Material provided:
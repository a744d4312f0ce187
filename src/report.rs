use crate::analysis::{self, GenreAverage, Summary};
use crate::normalize::NormalizedRecord;
use crate::store::{MovieRow, Stats};

const TOP_N: usize = 10;
const EXTREMES_N: usize = 5;

pub fn print_summary(s: &Summary) {
    println!("Basic statistics");
    println!("  Movies:            {}", s.total);
    println!("  Rated:             {}", s.rated);
    println!("  With duration:     {}", s.with_duration);
    if let Some(r) = &s.rating {
        println!("  Average rating:    {:.2}", r.mean);
        println!("  Median rating:     {:.2}", r.median);
        println!("  Highest rating:    {:.1}", r.max);
        println!("  Lowest rating:     {:.1}", r.min);
    }
    if s.total_votes > 0 {
        println!("  Total votes:       {}", s.total_votes);
        if let Some(m) = s.mean_votes {
            println!("  Votes per movie:   {:.0}", m);
        }
        if let Some(t) = &s.most_voted {
            println!("  Most voted:        {}", t);
        }
    }
    if let Some(d) = s.mean_duration {
        println!("  Average duration:  {:.1}h", d);
    }
    if let Some((t, h)) = &s.shortest {
        println!("  Shortest:          {} ({:.1}h)", t, h);
    }
    if let Some((t, h)) = &s.longest {
        println!("  Longest:           {} ({:.1}h)", t, h);
    }

    println!("\nGenres");
    if let Some(g) = s.most_popular_genre() {
        println!("  Most popular:      {}", g);
    }
    if let Some((g, avg)) = s.highest_rated_genre {
        println!("  Highest rated:     {} (avg {:.2})", g, avg);
    }
    for (genre, count) in s.genre_counts.iter().take(TOP_N) {
        println!("  {:<14} {:>5}  ({})", genre, count, percent(*count, s.total));
    }

    println!("\nRatings");
    for (bucket, count) in &s.rating_buckets {
        println!("  {:<20} {:>5}  ({})", bucket.label(), count, percent(*count, s.total));
    }
    println!("\nDurations");
    for (bucket, count) in &s.duration_buckets {
        println!("  {:<20} {:>5}  ({})", bucket.label(), count, percent(*count, s.total));
    }

    if let Some((lo, hi)) = s.year_range {
        println!("\nYears: {} - {}", lo, hi);
        if let Some((year, n)) = s.most_productive_year {
            println!("  Most productive:   {} ({} movies)", year, n);
        }
    }

    println!("\nQuality");
    println!(
        "  High quality (8.0+):     {} ({})",
        s.high_quality,
        percent(s.high_quality, s.total)
    );
    println!("  Popular & high quality:  {}", s.popular_and_quality);
}

pub fn print_movies(title: &str, movies: &[&NormalizedRecord]) {
    println!("\n{}", title);
    println!(
        "{:>3} | {:<36} | {:>4} | {:>6} | {:>9} | {:>5} | {:<12}",
        "#", "Title", "Year", "Rating", "Votes", "Hours", "Genre"
    );
    println!("{}", "-".repeat(94));
    for (i, m) in movies.iter().enumerate() {
        println!(
            "{:>3} | {:<36} | {:>4} | {:>6} | {:>9} | {:>5} | {:<12}",
            i + 1,
            truncate(&m.title, 36),
            opt(m.year),
            m.rating.map(|r| format!("{:.1}", r)).unwrap_or_else(|| "-".into()),
            opt(m.votes),
            m.duration_hours.map(|h| format!("{:.2}", h)).unwrap_or_else(|| "-".into()),
            m.primary_genre,
        );
    }
}

pub fn print_genre_averages(rows: &[GenreAverage]) {
    println!("\nBy genre");
    println!(
        "{:<14} | {:>6} | {:>10} | {:>9} | {:>12}",
        "Genre", "Movies", "Avg rating", "Avg hours", "Total votes"
    );
    println!("{}", "-".repeat(63));
    for g in rows {
        println!(
            "{:<14} | {:>6} | {:>10} | {:>9} | {:>12}",
            g.genre,
            g.movies,
            g.mean_rating.map(|r| format!("{:.2}", r)).unwrap_or_else(|| "-".into()),
            g.mean_duration.map(|h| format!("{:.2}", h)).unwrap_or_else(|| "-".into()),
            g.total_votes,
        );
    }
}

/// Full report over an already-filtered selection.
pub fn print_report(selection: &[&NormalizedRecord]) {
    let summary = Summary::compute(selection);
    print_summary(&summary);
    print_movies("Top rated", &analysis::top_rated(selection, TOP_N));
    print_movies("Genre leaders", &analysis::genre_leaders(selection));
    let (shortest, longest) = analysis::duration_extremes(selection, EXTREMES_N);
    print_movies("Shortest", &shortest);
    print_movies("Longest", &longest);
    print_genre_averages(&analysis::genre_averages(selection));
}

pub fn print_rows(rows: &[MovieRow]) {
    println!(
        "{:>4} | {:<36} | {:>4} | {:>6} | {:>9} | {:<20} | {:<18}",
        "Rank", "Title", "Year", "Rating", "Votes", "Genre", "Duration"
    );
    println!("{}", "-".repeat(115));
    for r in rows {
        println!(
            "{:>4} | {:<36} | {:>4} | {:>6} | {:>9} | {:<20} | {:<18}",
            opt(r.rank),
            truncate(&r.title, 36),
            opt(r.year),
            r.rating.map(|v| format!("{:.1}", v)).unwrap_or_else(|| "-".into()),
            opt(r.votes),
            r.primary_genre,
            r.duration_category,
        );
    }
    let with_url = rows.iter().filter(|r| r.url.is_some()).count();
    println!("\n{} movies ({} with URL)", rows.len(), with_url);
    if let Some(r) = rows.first() {
        println!(
            "Top: {} [{} | {} | {}] {}",
            r.title,
            r.rating_category,
            r.genres.join(", "),
            r.duration_hours.map(|h| format!("{:.2}h", h)).unwrap_or_else(|| "-".into()),
            r.url.as_deref().unwrap_or("-")
        );
    }
}

pub fn print_stats(s: &Stats) {
    println!("Movies:        {}", s.total);
    println!("Rated:         {}", s.rated);
    println!("With duration: {}", s.with_duration);
    println!("Loads:         {}", s.runs);
    if let Some(run) = &s.last_run {
        println!("Last load:     {}", run);
    }
    println!("\nBy rating");
    for (label, n) in &s.by_rating {
        println!("  {:<20} {:>6}", label, n);
    }
    println!("\nBy duration");
    for (label, n) in &s.by_duration {
        println!("  {:<20} {:>6}", label, n);
    }
}

fn opt<T: ToString>(v: Option<T>) -> String {
    v.map(|x| x.to_string()).unwrap_or_else(|| "-".into())
}

fn percent(n: usize, total: usize) -> String {
    if total == 0 {
        "0.0%".into()
    } else {
        format!("{:.1}%", n as f64 * 100.0 / total as f64)
    }
}

fn truncate(s: &str, max: usize) -> String {
    if s.chars().count() <= max {
        s.to_string()
    } else {
        let truncated: String = s.chars().take(max.saturating_sub(3)).collect();
        format!("{}...", truncated)
    }
}
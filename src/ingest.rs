use tracing::info;

use crate::normalize::NormalizedRecord;

/// Which normalized rows are kept for storage and reporting.
#[derive(Debug, Clone, Copy, Default)]
pub struct IngestPolicy {
    pub require_rating: bool,
}

/// Drop rows without a title and, under `require_rating`, rows without a
/// rating. Returns how many were dropped.
pub fn retain_usable(records: &mut Vec<NormalizedRecord>, policy: IngestPolicy) -> usize {
    let before = records.len();
    records.retain(|r| r.has_title() && (!policy.require_rating || r.rating.is_some()));
    let dropped = before - records.len();
    if dropped > 0 {
        info!("Dropped {} unusable rows ({} kept)", dropped, records.len());
    }
    dropped
}
use std::sync::LazyLock;

use regex::Regex;

use super::{is_missing, round2, FieldError, FieldResult};

static HOURS_RE: LazyLock<Regex> = LazyLock::new(|| Regex::new(r"(\d+)h").unwrap());
static MINUTES_RE: LazyLock<Regex> = LazyLock::new(|| Regex::new(r"(\d+)m").unwrap());

/// "2h 30m" → 2.5, "1h" → 1.0, "90m" → 1.5. The two parts are matched
/// independently, anywhere in the string.
pub fn parse_runtime(raw: Option<&str>) -> FieldResult<f64> {
    let raw = raw.filter(|s| !is_missing(s)).ok_or(FieldError::Missing)?;
    let malformed = || FieldError::malformed("Runtime", raw);

    let hours = capture_u64(&HOURS_RE, raw).map_err(|_| malformed())?;
    let minutes = capture_u64(&MINUTES_RE, raw).map_err(|_| malformed())?;

    let total = round2(hours as f64 + minutes as f64 / 60.0);
    // Zero is never a valid runtime: nothing matched, or "0h 0m".
    if total > 0.0 {
        Ok(total)
    } else {
        Err(malformed())
    }
}

fn capture_u64(re: &Regex, s: &str) -> Result<u64, std::num::ParseIntError> {
    match re.captures(s) {
        Some(caps) => caps[1].parse(),
        None => Ok(0),
    }
}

Directions for this task: Your answer should be every line from the material above in which the word "analysis" appears.

Exercise output:
use crate::analysis::{self, GenreAverage, Summary};
    print_movies("Top rated", &analysis::top_rated(selection, TOP_N));
    print_movies("Genre leaders", &analysis::genre_leaders(selection));
    let (shortest, longest) = analysis::duration_extremes(selection, EXTREMES_N);
    print_genre_averages(&analysis::genre_averages(selection));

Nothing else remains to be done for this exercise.